O Tibete recupera o seu abastecimento de água graças a uma nova rota eólica que garante água a 2 mil milhões de pessoas
As "Torres de Água Asiáticas" (AWTs, na sigla em inglês), uma região de altitude com uma elevação média superior a 4000 metros, servem como principal fonte de água doce para quase 2 mil milhões de pessoas.

Embora a monção de verão indiana seja bem conhecida por moldar os padrões sazonais de chuva que ajudam a alimentar as AWT, o papel hidrológico dos ventos de oeste de latitudes médias, que dominam os padrões climáticos regionais durante três quartos do ano, não era claro.
Nova visão sobre o transporte de humidade pelos ventos de oeste
Agora, uma equipa de investigação liderada pelos professores Gao Jing e Yao Tandong, do Instituto de Investigação do Planalto Tibetano da Academia Chinesa de Ciências, em colaboração com cientistas internacionais, determinou como os ventos de oeste integram a sua humidade no ciclo hidrológico local em condições sem precipitação.
Especificamente, os investigadores identificaram um mecanismo atmosférico de "transporte vertical" pelo qual a humidade transportada pelos ventos de grande altitude é transportada em direção ao planalto através de um complexo processo de "desacoplamento" noturno.
Observações com balões e modelação avançada
Neste estudo, os investigadores combinaram observações verticais in situ com o modelo atmosférico de última geração ECHAM6-wiso, que utiliza isótopos, fornecendo a primeira visão unificada e baseada em processos de como a água atmosférica das Correntes Azuis do Tibete é abastecida.

Utilizando balões especiais "Jimu" presos por hélio, os investigadores recolheram 32 perfis verticais inéditos de isótopos estáveis de vapor de água atmosférico (δDᵥ e d-excessoᵥ) e parâmetros meteorológicos em dois locais do Planalto Tibetano: Lulang, um corredor de humidade florestal, e Nam Co, um lago interior de grande altitude.
Uma estrutura atmosférica de três camadas
Estes isótopos permitiram aos investigadores identificar uma estrutura atmosférica altamente estratificada, composta por três camadas: a camada limite atmosférica, localizada a aproximadamente 600 a 900 metros, onde a humidade de origem local é moldada por ciclos diurnos; A camada de mistura, uma zona intermédia entre os 600 e os 1.600 metros, caracterizada por uma variação isotópica mínima; e a troposfera livre, que se encontra acima dos 1.600 a 1.800 metros, onde os ventos de oeste de grande escala transportam humidade através da barreira dos Himalaias.

Os investigadores descobriram que o vapor de água atmosférico transportado pelos ventos de oeste sofre subsidência, com uma descida em grande escala desta humidade em direção à camada limite atmosférica das AWT's.

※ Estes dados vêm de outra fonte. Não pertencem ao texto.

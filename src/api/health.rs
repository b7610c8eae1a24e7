// SPDX-License-Identifier: AGPL-3.0-or-later
//
// Copyright (C) 2026 Relational Network

use axum::{extract::State, Json};
use serde::Serialize;
use utoipa::ToSchema;

use crate::blockchain::NetworkId;
use crate::state::AppState;

/// Liveness response.
#[derive(Debug, Serialize, ToSchema)]
pub struct HealthResponse {
    pub status: String,
    /// Currently selected network
    pub network: NetworkId,
}

/// Liveness probe handler.
///
/// Always returns 200 if the process is running. Does not contact the
/// ledger or the price oracle.
#[utoipa::path(
    get,
    path = "/health",
    tag = "Health",
    responses(
        (status = 200, description = "Service is alive", body = HealthResponse)
    )
)]
pub async fn health(State(state): State<AppState>) -> Json<HealthResponse> {
    Json(HealthResponse {
        status: "ok".to_string(),
        network: state.session.network(),
    })
}
// SPDX-License-Identifier: AGPL-3.0-or-later
//
// Copyright (C) 2026 Relational Network

//! Tracing subscriber setup.

use tracing_subscriber::{fmt, layer::SubscriberExt, util::SubscriberInitExt, EnvFilter};

use crate::config::{LogFormat, DEFAULT_LOG_FILTER};

/// Install the global subscriber. `RUST_LOG` overrides the default filter.
pub fn init(format: LogFormat) {
    let filter =
        EnvFilter::try_from_default_env().unwrap_or_else(|_| EnvFilter::new(DEFAULT_LOG_FILTER));

    let registry = tracing_subscriber::registry().with(filter);
    let result = match format {
        LogFormat::Json => registry.with(fmt::layer().json()).try_init(),
        LogFormat::Pretty => registry.with(fmt::layer()).try_init(),
    };

    if let Err(e) = result {
        eprintln!("Logging already initialized: {e}");
    }
}
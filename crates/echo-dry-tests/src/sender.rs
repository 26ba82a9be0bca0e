// SPDX-License-Identifier: Apache-2.0
// © James Ross Ω FLYING•ROBOTS <https://github.com/flyingrobots>
//! Recording event sender.

use echo_renderer_port::{
    DataSlotId, RendererSceneState, SceneId, SceneReferenceEvent, SceneReferenceEventSender,
    SceneVersionTag,
};

/// [`SceneReferenceEventSender`] that records every call in order.
#[derive(Clone, Debug, Default)]
pub struct RecordingEventSender {
    /// Events sent so far.
    pub sent: Vec<SceneReferenceEvent>,
}

impl RecordingEventSender {
    /// Create an empty recorder.
    pub fn new() -> Self {
        Self::default()
    }

    /// Take every recorded event.
    pub fn take(&mut self) -> Vec<SceneReferenceEvent> {
        std::mem::take(&mut self.sent)
    }
}

impl SceneReferenceEventSender for RecordingEventSender {
    fn send_scene_state_changed(
        &mut self,
        master: SceneId,
        reference: SceneId,
        state: RendererSceneState,
    ) {
        self.sent.push(SceneReferenceEvent::StateChanged {
            master,
            reference,
            state,
        });
    }

    fn send_scene_flushed(&mut self, master: SceneId, reference: SceneId, version: SceneVersionTag) {
        self.sent.push(SceneReferenceEvent::Flushed {
            master,
            reference,
            version,
        });
    }

    fn send_data_linked(
        &mut self,
        master: SceneId,
        provider: SceneId,
        provider_slot: DataSlotId,
        consumer: SceneId,
        consumer_slot: DataSlotId,
        success: bool,
    ) {
        self.sent.push(SceneReferenceEvent::DataLinked {
            master,
            provider,
            provider_slot,
            consumer,
            consumer_slot,
            success,
        });
    }

    fn send_data_unlinked(
        &mut self,
        master: SceneId,
        consumer: SceneId,
        consumer_slot: DataSlotId,
        success: bool,
    ) {
        self.sent.push(SceneReferenceEvent::DataUnlinked {
            master,
            consumer,
            consumer_slot,
            success,
        });
    }
}
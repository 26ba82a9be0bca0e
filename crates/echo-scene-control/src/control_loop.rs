// SPDX-License-Identifier: Apache-2.0
// © James Ross Ω FLYING•ROBOTS <https://github.com/flyingrobots>
//! Per-cycle driver tying the controller, reference logic and collaborators.

use echo_renderer_port::{
    RendererEvent, SceneCommandSink, SceneGraphSource, SceneReferenceEventSender, SceneResult,
};

use crate::controller::SceneLifecycleController;
use crate::reference::SceneReferenceLogic;

/// One renderer's scene control, driven once per frame/update cycle.
///
/// Renderer acknowledgments go to [`handle_result`](Self::handle_result) as
/// they arrive; [`run_cycle`](Self::run_cycle) then runs the reference
/// logic and returns the cycle's outward event stream.
#[derive(Debug)]
pub struct SceneControlLoop<S, G, E> {
    controller: SceneLifecycleController<S>,
    references: SceneReferenceLogic,
    graph: G,
    sender: E,
}

impl<S, G, E> SceneControlLoop<S, G, E>
where
    S: SceneCommandSink,
    G: SceneGraphSource,
    E: SceneReferenceEventSender,
{
    /// Assemble a loop around an existing controller.
    pub fn new(controller: SceneLifecycleController<S>, graph: G, sender: E) -> Self {
        Self {
            controller,
            references: SceneReferenceLogic::new(),
            graph,
            sender,
        }
    }

    /// The lifecycle controller; desired states are set through it.
    pub fn controller(&self) -> &SceneLifecycleController<S> {
        &self.controller
    }

    /// The lifecycle controller, mutably.
    pub fn controller_mut(&mut self) -> &mut SceneLifecycleController<S> {
        &mut self.controller
    }

    /// Reference bookkeeping.
    pub fn references(&self) -> &SceneReferenceLogic {
        &self.references
    }

    /// The scene-graph collaborator.
    pub fn graph(&self) -> &G {
        &self.graph
    }

    /// The scene-graph collaborator, mutably.
    pub fn graph_mut(&mut self) -> &mut G {
        &mut self.graph
    }

    /// The outward event sender.
    pub fn sender(&self) -> &E {
        &self.sender
    }

    /// The outward event sender, mutably.
    pub fn sender_mut(&mut self) -> &mut E {
        &mut self.sender
    }

    /// Forward one renderer acknowledgment to the controller.
    pub fn handle_result(&mut self, result: SceneResult) {
        self.controller.handle_result(result);
    }

    /// Run one cycle.
    ///
    /// Controller events come first in the returned stream, converted to
    /// [`RendererEvent`]s, followed by `renderer_events`; events about
    /// referenced scenes are routed to their masters before returning.
    pub fn run_cycle<I>(&mut self, renderer_events: I) -> Vec<RendererEvent>
    where
        I: IntoIterator<Item = RendererEvent>,
    {
        self.references.update(&mut self.controller, &mut self.graph);
        let mut events: Vec<RendererEvent> = self
            .controller
            .consume_events()
            .into_iter()
            .map(RendererEvent::from)
            .collect();
        events.extend(renderer_events);
        self.references
            .extract_and_send_scene_reference_events(&mut events, &mut self.sender);
        events
    }

    /// Split the loop back into its parts.
    pub fn into_parts(self) -> (SceneLifecycleController<S>, SceneReferenceLogic, G, E) {
        (self.controller, self.references, self.graph, self.sender)
    }
}
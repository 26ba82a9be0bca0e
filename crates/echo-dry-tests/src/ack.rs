// SPDX-License-Identifier: Apache-2.0
// © James Ross Ω FLYING•ROBOTS <https://github.com/flyingrobots>
//! Acknowledgment helpers: play the renderer's side of the round trip.

use echo_renderer_port::{ResultOutcome, SceneId, SceneResult};
use echo_scene_control::SceneLifecycleController;

use crate::sink::RecordingCommandSink;

/// Upper bound on [`settle`] rounds; the ladder is four rungs tall.
pub const MAX_SETTLE_ROUNDS: usize = 64;

/// Answer every lifecycle command recorded since the last call with
/// `outcome`. Returns how many results were delivered.
///
/// Assignment and link commands have no lifecycle result and are skipped.
pub fn acknowledge_pending(
    controller: &mut SceneLifecycleController<RecordingCommandSink>,
    outcome: ResultOutcome,
) -> usize {
    let mut delivered = 0;
    for command in controller.sink_mut().take_new() {
        if let Some(kind) = command.result_kind() {
            controller.handle_result(SceneResult::new(command.scene(), kind, outcome));
            delivered += 1;
        }
    }
    delivered
}

/// Acknowledge with `Ok` until no new lifecycle command is issued.
/// Returns the number of results delivered.
pub fn settle(controller: &mut SceneLifecycleController<RecordingCommandSink>) -> usize {
    let mut total = 0;
    for _ in 0..MAX_SETTLE_ROUNDS {
        let delivered = acknowledge_pending(controller, ResultOutcome::Ok);
        if delivered == 0 {
            break;
        }
        total += delivered;
    }
    total
}

/// Publish `scene` as the renderer would.
pub fn publish(controller: &mut SceneLifecycleController<RecordingCommandSink>, scene: SceneId) {
    controller.scene_published(scene, ResultOutcome::Ok);
}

À medida que esta humidade se afunda, interage com o ar local, criando duas camadas distintas de inversão térmica. Estas camadas atuam como "tampas" físicas que suprimem a mistura vertical e separam o vapor de água atmosférico em camadas distintas.
Separação noturna e integração de humidade
Esta separação isola a humidade em altitude, transportada pelos ventos de oeste, do ar local relativamente húmido aprisionado no interior da camada limite atmosférica. A condensação abaixo destas camadas de inversão térmica durante a separação integra a humidade trazida pelos ventos de oeste no balanço local de humidade. Este processo constitui uma via primária para a integração da humidade transportada pelos ventos de oeste no balanço hídrico local, mesmo sem precipitação, sustentando a acumulação de humidade junto à superfície.

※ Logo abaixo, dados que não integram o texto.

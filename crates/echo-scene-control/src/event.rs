// SPDX-License-Identifier: Apache-2.0
// © James Ross Ω FLYING•ROBOTS <https://github.com/flyingrobots>
//! Events produced by the lifecycle controller.

use echo_renderer_port::{RendererEvent, RendererSceneState, SceneId};

/// Kind of a [`SceneControlEvent`].
#[derive(Clone, Copy, Debug, PartialEq, Eq, Hash)]
pub enum SceneControlEventKind {
    /// The scene appeared; its state is `Unavailable`.
    ScenePublished,
    /// The scene's confirmed state crossed an external boundary.
    SceneStateChanged,
}

/// Confirmed, externally visible change of one scene.
#[derive(Clone, Copy, Debug, PartialEq, Eq)]
pub struct SceneControlEvent {
    /// What happened.
    pub kind: SceneControlEventKind,
    /// Subject scene.
    pub scene: SceneId,
    /// Confirmed state after the change.
    pub state: RendererSceneState,
    /// Set when the change was not caused by a command of ours
    /// (cascading unpublish or renderer-initiated unwinding).
    pub indirect: bool,
}

impl SceneControlEvent {
    /// Publication event.
    pub const fn published(scene: SceneId) -> Self {
        Self {
            kind: SceneControlEventKind::ScenePublished,
            scene,
            state: RendererSceneState::Unavailable,
            indirect: false,
        }
    }

    /// State change confirmed by a command result.
    pub const fn state_changed(scene: SceneId, state: RendererSceneState) -> Self {
        Self {
            kind: SceneControlEventKind::SceneStateChanged,
            scene,
            state,
            indirect: false,
        }
    }

    /// Same event with the indirect tag set as given.
    pub const fn with_indirect(mut self, indirect: bool) -> Self {
        self.indirect = indirect;
        self
    }
}

impl From<SceneControlEvent> for RendererEvent {
    fn from(event: SceneControlEvent) -> Self {
        match event.kind {
            SceneControlEventKind::ScenePublished => Self::ScenePublished { scene: event.scene },
            SceneControlEventKind::SceneStateChanged => Self::SceneStateChanged {
                scene: event.scene,
                state: event.state,
            },
        }
    }
}
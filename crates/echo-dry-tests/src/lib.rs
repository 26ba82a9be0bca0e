// SPDX-License-Identifier: Apache-2.0
// © James Ross Ω FLYING•ROBOTS <https://github.com/flyingrobots>
//! Shared test doubles and fixtures for Echo scene-control crates.
#![forbid(unsafe_code)]
//!
//! # Modules
//!
//! - [`ack`] - Deliver renderer results for recorded commands
//! - [`config`] - In-memory config store fake for testing without filesystem
//! - [`ids`] - Short id constructors
//! - [`sender`] - Recording reference event sender
//! - [`sink`] - Recording command sink with scriptable assignment answers

pub mod ack;
pub mod config;
pub mod ids;
pub mod sender;
pub mod sink;

pub use ack::{acknowledge_pending, publish, settle, MAX_SETTLE_ROUNDS};
pub use config::InMemoryConfigStore;
pub use ids::{buffer, display, handle, scene, slot};
pub use sender::RecordingEventSender;
pub use sink::RecordingCommandSink;
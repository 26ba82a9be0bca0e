// SPDX-License-Identifier: Apache-2.0
// © James Ross Ω FLYING•ROBOTS <https://github.com/flyingrobots>
//! Renderer scene-control port contract for Echo.
//!
//! This crate defines the boundary between the scene-control core and the
//! collaborators around it: the renderer's command sink, the outward event
//! sender, and the scene-graph side that declares scene references.
//! It contains no control logic; that lives in echo-scene-control.
//!
//! # Design Principles
//!
//! - **Commands are fire-and-forget**: Every command is acknowledged later
//!   through a dedicated result, never synchronously.
//! - **Ids are opaque**: Scene, display, buffer and slot ids are plain newtypes
//!   compared by value.
//! - **Narrow ports**: Each collaborator is a small trait with one production
//!   implementation and one test double.
//!
//! # Crate Features
//!
//! - `serde`: Serde derives for ids and states.

mod command;
mod event;
mod graph;
mod ids;
mod state;

pub use command::{RendererCommand, SceneCommandSink, SceneResult, SceneResultKind};
pub use event::{RendererEvent, SceneReferenceEvent, SceneReferenceEventSender};
pub use graph::{SceneGraphSource, SceneLinkEndpoint, SceneReferenceAction, SceneReferenceDecl};
pub use ids::{BufferId, DataSlotId, DisplayId, SceneId, SceneReferenceHandle, SceneVersionTag};
pub use state::{ParseStateError, RendererSceneState, ResultOutcome};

Os investigadores descobriram que, mesmo sem precipitação, aproximadamente 30% da humidade transportada pelos ventos de oeste é integrada no ciclo local através de transições de fase noturnas.
Implicações para um clima em aquecimento
Estas descobertas são significativas, uma vez que o aquecimento antropogénico impulsiona rápidas transições hidrológicas, incluindo o recuo acelerado dos glaciares e a alteração dos padrões de escoamento, que afetam a quantidade de humidade que alimenta as AWT's. Os resultados fornecem parâmetros críticos para melhorar os modelos atmosféricos, otimizar as projeções climáticas para o ciclo da água das AWT e avançar na interpretação climática dos registos isotópicos regionais, como os dos núcleos de gelo.
Referência da notícia
Jing Gao, Tandong Yao, Valérie Masson-Delmotte & Maosheng He. Vertical conveyor driving the integration of moisture transported by the westerlies to the Asian water towers’ atmospheric water cycle. PNAS (2026).